▶ [GOAL OF THE EXERCISE]
Only a number is wanted: how many lines of the entries include the string "match"?

Recorded data
:::

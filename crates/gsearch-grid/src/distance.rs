use crate::Point;

/// Manhattan (L1) distance: the exact step count on an open 4-way grid.
#[inline]
pub fn manhattan(a: Point, b: Point) -> i32 {
    (a.x - b.x).abs() + (a.y - b.y).abs()
}

/// Chebyshev (L∞) distance: the exact step count on an open 8-way grid.
#[inline]
pub fn chebyshev(a: Point, b: Point) -> i32 {
    (a.x - b.x).abs().max((a.y - b.y).abs())
}
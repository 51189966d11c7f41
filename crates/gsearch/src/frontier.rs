use crate::Cost;

/// A node with an associated cost, returned from Dijkstra / BFS map queries.
#[derive(Debug, Clone, PartialEq, Eq)]
#[cfg_attr(feature = "serde", derive(serde::Serialize, serde::Deserialize))]
pub struct PathNode<N> {
    pub node: N,
    pub cost: Cost,
}

// ---------------------------------------------------------------------------
// Priority-queue entry for A*/Dijkstra searches
// ---------------------------------------------------------------------------

/// Frontier entry: a node with the cost snapshot it was pushed with.
///
/// `g` is the accumulated cost from the start, `f` the priority key
/// (`g + estimate`, or just `g` for Dijkstra). Ordered by `f` only, so a
/// `BinaryHeap` of entries pops the smallest `f` first. Ties pop in
/// unspecified order.
pub(crate) struct FrontierEntry<N> {
    pub(crate) node: N,
    pub(crate) g: Cost,
    pub(crate) f: Cost,
}

impl<N> PartialEq for FrontierEntry<N> {
    fn eq(&self, other: &Self) -> bool {
        self.f == other.f
    }
}

impl<N> Eq for FrontierEntry<N> {}

impl<N> Ord for FrontierEntry<N> {
    fn cmp(&self, other: &Self) -> std::cmp::Ordering {
        // Reverse so BinaryHeap (max-heap) pops smallest f first.
        other.f.cmp(&self.f)
    }
}

impl<N> PartialOrd for FrontierEntry<N> {
    fn partial_cmp(&self, other: &Self) -> Option<std::cmp::Ordering> {
        Some(self.cmp(other))
    }
}
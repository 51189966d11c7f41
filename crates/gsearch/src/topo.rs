//! Topological ordering with cycle detection.

use std::collections::HashMap;
use std::fmt;

use crate::{Graph, Node};

/// The graph handed to [`try_topological_sort`] contains a cycle.
#[derive(Debug, Clone, PartialEq, Eq)]
#[cfg_attr(feature = "serde", derive(serde::Serialize, serde::Deserialize))]
pub struct CycleError<N> {
    /// Target of the back edge that closed the cycle.
    pub node: N,
}

impl<N: fmt::Debug> fmt::Display for CycleError<N> {
    fn fmt(&self, f: &mut fmt::Formatter<'_>) -> fmt::Result {
        write!(f, "graph contains a cycle through {:?}", self.node)
    }
}

impl<N: fmt::Debug> std::error::Error for CycleError<N> {}

#[derive(Clone, Copy, PartialEq, Eq)]
enum Mark {
    OnPath,
    Done,
}

/// One level of the explicit DFS stack: a node and its unexplored successors.
struct Frame<N> {
    node: N,
    rest: std::vec::IntoIter<N>,
}

impl<N: Node> Frame<N> {
    fn new(graph: &Graph<N>, node: N) -> Self {
        let succ: Vec<N> = graph
            .get(&node)
            .map(|adj| adj.keys().cloned().collect())
            .unwrap_or_default();
        Self {
            node,
            rest: succ.into_iter(),
        }
    }
}

/// Order every node of `graph` so that each edge points forward.
///
/// Nodes that only appear as successors are included. Returns the order in
/// reverse post-order of a depth-first walk, or a [`CycleError`] as soon as
/// an edge back onto the current walk is found (self-loops included).
pub fn try_topological_sort<N: Node>(graph: &Graph<N>) -> Result<Vec<N>, CycleError<N>> {
    let mut marks: HashMap<N, Mark> = HashMap::new();
    let mut post: Vec<N> = Vec::new();
    let mut stack: Vec<Frame<N>> = Vec::new();

    for root in graph.keys() {
        if marks.contains_key(root) {
            continue;
        }
        marks.insert(root.clone(), Mark::OnPath);
        stack.push(Frame::new(graph, root.clone()));

        while let Some(frame) = stack.last_mut() {
            let next = frame.rest.next();
            match next {
                Some(succ) => match marks.get(&succ) {
                    Some(Mark::OnPath) => {
                        log::debug!("cycle detected at depth {}", stack.len());
                        return Err(CycleError { node: succ });
                    }
                    Some(Mark::Done) => {}
                    None => {
                        marks.insert(succ.clone(), Mark::OnPath);
                        stack.push(Frame::new(graph, succ));
                    }
                },
                None => {
                    if let Some(done) = stack.pop() {
                        marks.insert(done.node.clone(), Mark::Done);
                        post.push(done.node);
                    }
                }
            }
        }
    }

    post.reverse();
    Ok(post)
}

/// Like [`try_topological_sort`], but reports a cycle as an empty order.
pub fn topological_sort<N: Node>(graph: &Graph<N>) -> Vec<N> {
    try_topological_sort(graph).unwrap_or_default()
}
use std::collections::HashMap;
use std::hash::Hash;

/// Path and edge cost.
pub type Cost = i32;

/// Full directed weighted graph: node → (successor → edge weight).
///
/// A node that only appears as a successor has no outgoing edges.
pub type Graph<N> = HashMap<N, HashMap<N, Cost>>;

/// Bound shared by every node type: identity comparison plus hashing.
pub trait Node: Clone + Eq + Hash {}

impl<T: Clone + Eq + Hash> Node for T {}

/// Unweighted neighbour enumeration.
pub trait Neighbors<N> {
    /// Append the neighbours of `node` into `buf`. The caller clears `buf`
    /// before calling.
    fn neighbors(&self, node: &N, buf: &mut Vec<N>);
}

/// Neighbour enumeration with edge weights.
pub trait WeightedNeighbors<N> {
    /// Append `(neighbour, weight)` pairs for `node` into `buf`. The caller
    /// clears `buf` before calling.
    fn weighted_neighbors(&self, node: &N, buf: &mut Vec<(N, Cost)>);
}

/// Remaining-cost estimate for A*.
pub trait Heuristic<N> {
    /// Estimated cost from `node` to the goal. Must never overestimate the
    /// true remaining cost for A* to return optimal paths.
    fn estimate(&self, node: &N) -> Cost;
}

/// Termination test for BFS / DFS.
pub trait Goal<N> {
    fn is_goal(&self, node: &N) -> bool;
}

impl<N, F, I> Neighbors<N> for F
where
    F: Fn(&N) -> I,
    I: IntoIterator<Item = N>,
{
    fn neighbors(&self, node: &N, buf: &mut Vec<N>) {
        buf.extend(self(node));
    }
}

impl<N, F, I> WeightedNeighbors<N> for F
where
    F: Fn(&N) -> I,
    I: IntoIterator<Item = (N, Cost)>,
{
    fn weighted_neighbors(&self, node: &N, buf: &mut Vec<(N, Cost)>) {
        buf.extend(self(node));
    }
}

impl<N: Node> WeightedNeighbors<N> for Graph<N> {
    fn weighted_neighbors(&self, node: &N, buf: &mut Vec<(N, Cost)>) {
        if let Some(adj) = self.get(node) {
            buf.extend(adj.iter().map(|(n, &w)| (n.clone(), w)));
        }
    }
}

impl<N, F> Heuristic<N> for F
where
    F: Fn(&N) -> Cost,
{
    fn estimate(&self, node: &N) -> Cost {
        self(node)
    }
}

impl<N, F> Goal<N> for F
where
    F: Fn(&N) -> bool,
{
    fn is_goal(&self, node: &N) -> bool {
        self(node)
    }
}

#[cfg(test)]
mod tests {
    use super::*;

    #[test]
    fn closures_fill_buffers() {
        let succ = |n: &u32| vec![n + 1, n + 2];
        let mut buf = Vec::new();
        succ.neighbors(&3, &mut buf);
        assert_eq!(buf, vec![4, 5]);

        let weighted = |n: &u32| [(n * 2, 7)];
        let mut wbuf = Vec::new();
        weighted.weighted_neighbors(&3, &mut wbuf);
        assert_eq!(wbuf, vec![(6, 7)]);
    }

    #[test]
    fn graph_without_entry_has_no_neighbours() {
        let mut g: Graph<char> = Graph::new();
        g.entry('a').or_default().insert('b', 4);
        let mut buf = Vec::new();
        g.weighted_neighbors(&'a', &mut buf);
        assert_eq!(buf, vec![('b', 4)]);
        buf.clear();
        g.weighted_neighbors(&'b', &mut buf);
        assert!(buf.is_empty());
    }

    #[test]
    fn heuristic_and_goal_closures() {
        let h = |n: &i32| (10 - n).abs();
        assert_eq!(h.estimate(&4), 6);
        let g = |n: &i32| n % 5 == 0;
        assert!(g.is_goal(&15));
        assert!(!g.is_goal(&16));
    }
}
//! Matrix Client SDK
//!
//! 面向 Matrix 风格 home server 的客户端引擎，提供：
//! - 🔄 增量同步：/sync 长轮询 + 游标续传，房间增量以广播派发
//! - 📤 出站队列：客户端事务 ID 去重，失败平方退避重试，累计超限放弃
//! - 🧩 事件注册表:按事件类型 / 消息类型两级注册自定义解码器，未知类型回退 Raw
//! - 🤖 Application Service 模式：静态 token 代虚拟用户操作，发送同步冲刷
//! - 🌐 REST 封装：登录、资料、房间管理、目录、媒体上传
//!
//! # 快速开始
//!
//! ```no_run
//! use matrix_client_sdk::{ClientConfig, MatrixClient, MessageContent};
//!
//! #[tokio::main]
//! async fn main() -> Result<(), Box<dyn std::error::Error>> {
//!     let client = MatrixClient::new("https://matrix.example.org", ClientConfig::default())?;
//!     client.login("alice", "secret").await?;
//!
//!     let mut deltas = client.subscribe_deltas();
//!     client.start_sync_loop()?;
//!
//!     let room_id = client.join_room("#general:example.org").await?;
//!     client.send_message(&room_id, MessageContent::text("hello")).await?;
//!
//!     while let Ok(delta) = deltas.recv().await {
//!         println!("房间增量: {}", delta.room_id);
//!     }
//!
//!     client.stop_sync_loop().await;
//!     Ok(())
//! }
//! ```

pub mod backend;
pub mod client;
pub mod config;
pub mod error;
pub mod outbound;
pub mod registry;
pub mod sync;
pub mod types;

pub use backend::{HttpBackend, MatrixBackend};
pub use client::{MatrixClient, UserSession};
pub use config::{ClientConfig, ClientConfigBuilder, RetryConfig};
pub use error::{ErrorCode, MatrixSdkError, Result};
pub use registry::EventTypeRegistry;
pub use sync::SyncEngine;
pub use types::{
    CreateRoomRequest, EventContent, InvitedRoom, JoinedRoom, MessageContent, Profile,
    PublicRoomEntry, PublicRooms, RoomDelta, RoomDeltaKind, RoomEvent, RoomTags, TextMessage,
};
//! 客户端门面 - 组合同步引擎、出站队列与事件注册表
//!
//! 功能包括：
//! - 登录与会话管理（access token 透传给 backend）
//! - 后台同步循环的启动/停止（单实例，停止时补一次最终冲刷）
//! - 房间消息异步发送（入队即返回；AS 模式提交时同步冲刷）
//! - 资料 / 房间管理 / 目录 / 媒体等无状态 REST 封装

use bytes::Bytes;
use parking_lot::{Mutex, RwLock};
use serde_json::{json, Value};
use std::sync::atomic::{AtomicBool, Ordering};
use std::sync::Arc;
use std::time::Duration;
use tokio::sync::broadcast;
use tokio::task::JoinHandle;
use tracing::{info, warn};

use crate::backend::{HttpBackend, MatrixBackend};
use crate::config::ClientConfig;
use crate::error::{MatrixSdkError, Result};
use crate::outbound::OutboundQueue;
use crate::registry::EventTypeRegistry;
use crate::sync::SyncEngine;
use crate::types::{
    CreateRoomRequest, EventContent, LoginRequest, LoginResponse, MediaUploadResponse,
    MessageContent, Profile, PublicRooms, RoomDelta, RoomTags, VersionsResponse,
};

/// 登录后的用户会话
///
/// 只在显式登录时写入；调用方不应让登录与后台同步并发（文档约定，
/// 不在内部加锁保证）。
#[derive(Debug, Clone)]
pub struct UserSession {
    pub user_id: String,
    pub access_token: String,
    pub device_id: Option<String>,
}

pub struct MatrixClient {
    config: ClientConfig,
    backend: Arc<dyn MatrixBackend>,
    registry: Arc<EventTypeRegistry>,
    sync: Arc<SyncEngine>,
    outbound: Arc<OutboundQueue>,
    session: RwLock<Option<UserSession>>,
    /// AS（application service）模式：静态 token 代多个虚拟用户操作
    is_app_service: bool,
    loop_running: Arc<AtomicBool>,
    loop_handle: Mutex<Option<JoinHandle<()>>>,
}
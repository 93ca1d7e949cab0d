//! 出站投递队列 - 带退避重试的可靠消息发送
//!
//! 特性：
//! - 多生产者入队（`submit` 任意任务可调），单消费者冲刷（`flush` 由
//!   后台循环或 AS 模式的同步路径调用，互斥锁保证同一时刻只有一次）
//! - 事务 ID 在待发集合内唯一，home server 以此去重
//! - 可重试失败按退避规则延迟重投，累计退避超过阈值后永久放弃
//! - 校验类失败（内容被服务端拒绝）直接丢弃，不重试

use parking_lot::Mutex;
use rand::Rng;
use serde_json::Value;
use std::collections::VecDeque;
use std::sync::Arc;
use std::time::Duration;
use tokio::time::sleep;
use tracing::{debug, warn};

use crate::backend::MatrixBackend;
use crate::config::RetryConfig;
use crate::error::{MatrixSdkError, Result};

/// 待发送的出站事件
#[derive(Debug, Clone)]
pub struct PendingEvent {
    pub txn_id: u32,
    pub room_id: String,
    pub event_type: String,
    pub content: Value,
    /// 当前退避延迟（秒），0 表示尚未失败过
    backoff_secs: u64,
    /// 累计已退避时长（秒）
    backoff_elapsed_secs: u64,
}

pub struct OutboundQueue {
    backend: Arc<dyn MatrixBackend>,
    pending: Mutex<VecDeque<PendingEvent>>,
    /// Flush 互斥：后台循环与 AS 同步路径不允许并发冲刷
    flush_lock: tokio::sync::Mutex<()>,
    retry: RetryConfig,
}

impl OutboundQueue {
    pub fn new(backend: Arc<dyn MatrixBackend>, retry: RetryConfig) -> Self {
        Self {
            backend,
            pending: Mutex::new(VecDeque::new()),
            flush_lock: tokio::sync::Mutex::new(()),
            retry,
        }
    }

    /// 入队一条出站事件，立即返回事务 ID
    ///
    /// 校验 `body` 字段非空，否则拒绝且不入队。事务 ID 在有界空间内
    /// 随机采样，与在途事件冲突时重采样。
    pub fn submit(&self, room_id: &str, event_type: &str, content: Value) -> Result<u32> {
        let body_ok = content
            .get("body")
            .and_then(Value::as_str)
            .map(|b| !b.is_empty())
            .unwrap_or(false);
        if !body_ok {
            return Err(MatrixSdkError::Validation(
                "message content requires a non-empty body".to_string(),
            ));
        }

        let mut pending = self.pending.lock();
        // ID 空间占满时重采样无法终止
        if pending.len() as u32 >= self.retry.txn_id_space - 1 {
            return Err(MatrixSdkError::Other(
                "transaction id space exhausted".to_string(),
            ));
        }
        let mut rng = rand::thread_rng();
        let txn_id = loop {
            let candidate = rng.gen_range(1..self.retry.txn_id_space);
            if !pending.iter().any(|e| e.txn_id == candidate) {
                break candidate;
            }
        };
        pending.push_back(PendingEvent {
            txn_id,
            room_id: room_id.to_string(),
            event_type: event_type.to_string(),
            content,
            backoff_secs: 0,
            backoff_elapsed_secs: 0,
        });
        debug!(
            "出站事件入队: room={} type={} txn={} (队列 {} 条)",
            room_id,
            event_type,
            txn_id,
            pending.len()
        );
        Ok(txn_id)
    }

    /// 冲刷当前待发事件
    ///
    /// 只处理进入时的快照：冲刷期间新提交的事件留到下一轮。
    /// 失败重试的退避 sleep 阻塞冲刷调用方（后台循环或 AS 提交路径）。
    pub async fn flush(&self) {
        let _guard = self.flush_lock.lock().await;

        let batch: Vec<PendingEvent> = {
            let mut pending = self.pending.lock();
            pending.drain(..).collect()
        };
        if batch.is_empty() {
            return;
        }
        debug!("开始冲刷出站队列: {} 条", batch.len());

        for mut event in batch {
            match self.deliver(&event).await {
                Ok(_) => {
                    debug!("投递成功: room={} txn={}", event.room_id, event.txn_id);
                }
                Err(e) if e.is_retryable() => {
                    // 退避规则：首次 base 秒，之后每次对前一延迟取平方。
                    // 增长远快于常规 2^n，按原有行为保留。
                    let next_backoff = if event.backoff_secs == 0 {
                        self.retry.base_backoff_secs
                    } else {
                        event.backoff_secs.saturating_mul(event.backoff_secs)
                    };
                    event.backoff_elapsed_secs =
                        event.backoff_elapsed_secs.saturating_add(next_backoff);

                    if event.backoff_elapsed_secs > self.retry.give_up_after_secs {
                        warn!(
                            "累计退避 {}s 超过上限 {}s，放弃投递: room={} txn={}",
                            event.backoff_elapsed_secs,
                            self.retry.give_up_after_secs,
                            event.room_id,
                            event.txn_id
                        );
                        continue;
                    }

                    event.backoff_secs = next_backoff;
                    warn!(
                        "投递失败（{}），{}s 后重试: room={} txn={}",
                        e, next_backoff, event.room_id, event.txn_id
                    );
                    sleep(Duration::from_secs(next_backoff)).await;
                    self.pending.lock().push_back(event);
                }
                Err(e) => {
                    warn!(
                        "内容被拒绝，丢弃: room={} txn={} err={}",
                        event.room_id, event.txn_id, e
                    );
                }
            }
        }
    }

    async fn deliver(&self, event: &PendingEvent) -> Result<Value> {
        let path = format!(
            "/_matrix/client/r0/rooms/{}/send/{}/{}",
            event.room_id, event.event_type, event.txn_id
        );
        self.backend.put(&path, true, event.content.clone()).await
    }

    /// 当前待发事件数
    pub fn pending_count(&self) -> usize {
        self.pending.lock().len()
    }
}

:::

▶ [WRITTEN REPLY]
3